7. Martin Havlat (Marshall Johnston)

As skilful as they come but also an enigmatic player who danced to his own music.

I used to love it when Jacques Martin would torture lumbering Islander defenceman Eric Cairns by throwing the speedy Havlat on against him. It was the best two minutes in hockey.

Picked 26th overall in 1999, Havlat was given away for next to nothing by then general manager John Muckler in a three-way trade in 2006.

In return, the Senators got Tom Preissing (gone), Michal Barinka (gone), Josh Hennessy (gone) and a second-round draft pick (Patrick Wiercioch).

Meanwhile, Havlat is still enjoying a productive career.

8. Sami Salo (Pierre Gauthier)

After getting picked 239th overall in 1996, Salo played for the Senators until 2002, when he was traded to the Vancouver Canucks for wing Peter Shaefer.

Muckler viewed Salo as injury prone, which of course he was, and unloaded him for Shaefer, who was briefly productive but then became more of a problem.

Salo hasn’t had it any easier in Vancouver, suffering a string of devastating injuries there.

But he’s one tough Finn, and despite all those injuries has played more than 700 NHL games.

That’s not bad for a ninth-round pick who still has one of the NHL’s heavier shots.

9. Anton Volchenkov (Marshall Johnston)

Not at all flashy, a stay-at-home guy, Volchenkov was picked 21st overall in 2000 and has carved out a solid career as a defenceman known for blocking shots and making big hits.

General manager Bryan Murray let him go to free agency in 2010, unwilling to pay what the New Jersey Devils ultimately did: a six-year contract worth $25.5 million.

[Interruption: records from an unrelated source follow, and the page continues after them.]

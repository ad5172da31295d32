use futures::stream::{self, StreamExt};
use log::{debug, info};

use crate::config::EstimatorConfig;
use crate::source::TransactionResolver;
use crate::types::{FloorEstimate, LogEntry};

/// How the candidate pool was whittled down for one estimate.
#[derive(Debug, Clone, Default, PartialEq, Eq)]
pub struct EstimationReport {
    pub candidates: usize,
    pub resolved: usize,
    pub resolution_failures: usize,
    pub below_threshold: usize,
    pub trimmed: usize,
}

#[derive(Debug, Clone, Default)]
pub struct Estimation {
    pub estimate: Option<FloorEstimate>,
    pub report: EstimationReport,
}

/// The most recent `limit` logs.
pub fn select_candidates(logs: &[LogEntry], limit: usize) -> &[LogEntry] {
    &logs[logs.len().saturating_sub(limit)..]
}

/// Keeps values strictly above `min_value_eth`, sorted ascending.
pub fn sales_pool<I>(values: I, min_value_eth: f64) -> Vec<f64>
where
    I: IntoIterator<Item = f64>,
{
    let mut pool: Vec<f64> = values
        .into_iter()
        .filter(|v| v.is_finite() && *v > min_value_eth)
        .collect();
    pool.sort_by(|a, b| a.total_cmp(b));
    pool
}

/// Drops the lowest value while it is below `gap_ratio` times the next one.
///
/// `pool` must be sorted ascending. Returns how many values were removed.
pub fn trim_low_outliers(pool: &mut Vec<f64>, gap_ratio: f64) -> usize {
    let mut cut = 0;
    while cut + 1 < pool.len() && pool[cut] < pool[cut + 1] * gap_ratio {
        cut += 1;
    }
    pool.drain(..cut);
    cut
}

/// Threshold, gap filter, then the mean of the lowest `pool_size` values.
pub fn floor_from_values(values: &[f64], config: &EstimatorConfig) -> Option<FloorEstimate> {
    let mut pool = sales_pool(values.iter().copied(), config.min_value_eth);
    if pool.is_empty() {
        return None;
    }
    let sample_count = pool.len();

    let trimmed = trim_low_outliers(&mut pool, config.gap_ratio);
    pool.truncate(config.pool_size.max(1));
    let price_eth = pool.iter().sum::<f64>() / pool.len() as f64;

    Some(FloorEstimate {
        price_eth,
        pool,
        sample_count,
        trimmed,
    })
}

/// Resolves the newest candidates to sale values and reduces them to a floor.
///
/// Candidates whose transaction cannot be resolved are left out of the pool.
pub async fn estimate_floor<R>(
    logs: &[LogEntry],
    resolver: &R,
    config: &EstimatorConfig,
) -> Estimation
where
    R: TransactionResolver + ?Sized,
{
    let candidates = select_candidates(logs, config.candidate_limit);
    let mut report = EstimationReport {
        candidates: candidates.len(),
        ..Default::default()
    };

    let resolved: Vec<Option<f64>> = stream::iter(candidates)
        .map(|log| async move {
            match resolver.transaction_value(log.transaction_hash).await {
                Ok(value) => Some(value.value_eth),
                Err(e) => {
                    debug!("Skipping candidate {:?}: {}", log.transaction_hash, e);
                    None
                }
            }
        })
        .buffered(config.max_in_flight.max(1))
        .collect()
        .await;

    let values: Vec<f64> = resolved.into_iter().flatten().collect();
    report.resolved = values.len();
    report.resolution_failures = report.candidates - report.resolved;

    let estimate = floor_from_values(&values, config);
    report.below_threshold = report.resolved - estimate.as_ref().map_or(0, |e| e.sample_count);
    report.trimmed = estimate.as_ref().map_or(0, |e| e.trimmed);

    match &estimate {
        Some(e) => {
            debug!("Valid sales pool: {:?}", e.pool);
            info!(
                "Floor estimate {:.4} ETH from {} sales ({} trimmed)",
                e.price_eth, e.sample_count, e.trimmed
            );
        }
        None if report.candidates > 0 => {
            info!("Transfers found, but no native value attached (likely WETH sales)")
        }
        None => {}
    }

    Estimation { estimate, report }
}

Murray was worried that Volchenkov’s style of play would begin to take its toll on his health as he gets older, and it might, though so far, through 557 games, Volchenkov is still standing.

10. Mike Fisher (Pierre Gauthier)

One of the nicer players ever to wear an Ottawa sweater, Fisher was picked 44th overall in 1998.

There was always the feeling that he was on the verge of breaking out into superstardom. But he never really did.

His best season was in 2009-10 when he had 25 goals and 28 assists

With a big contract on his head ($4.2 a season through 2012-13), Fisher became a target during Murray’s housecleaning of 2011 and was traded to Nashville, where he was reunited with wife Carrie Underwood.

He had a respectable 2011-12 season for the Predators, getting 24 goals and 27 assists.

Whether he returns after next season is the question that will be on a lot of minds.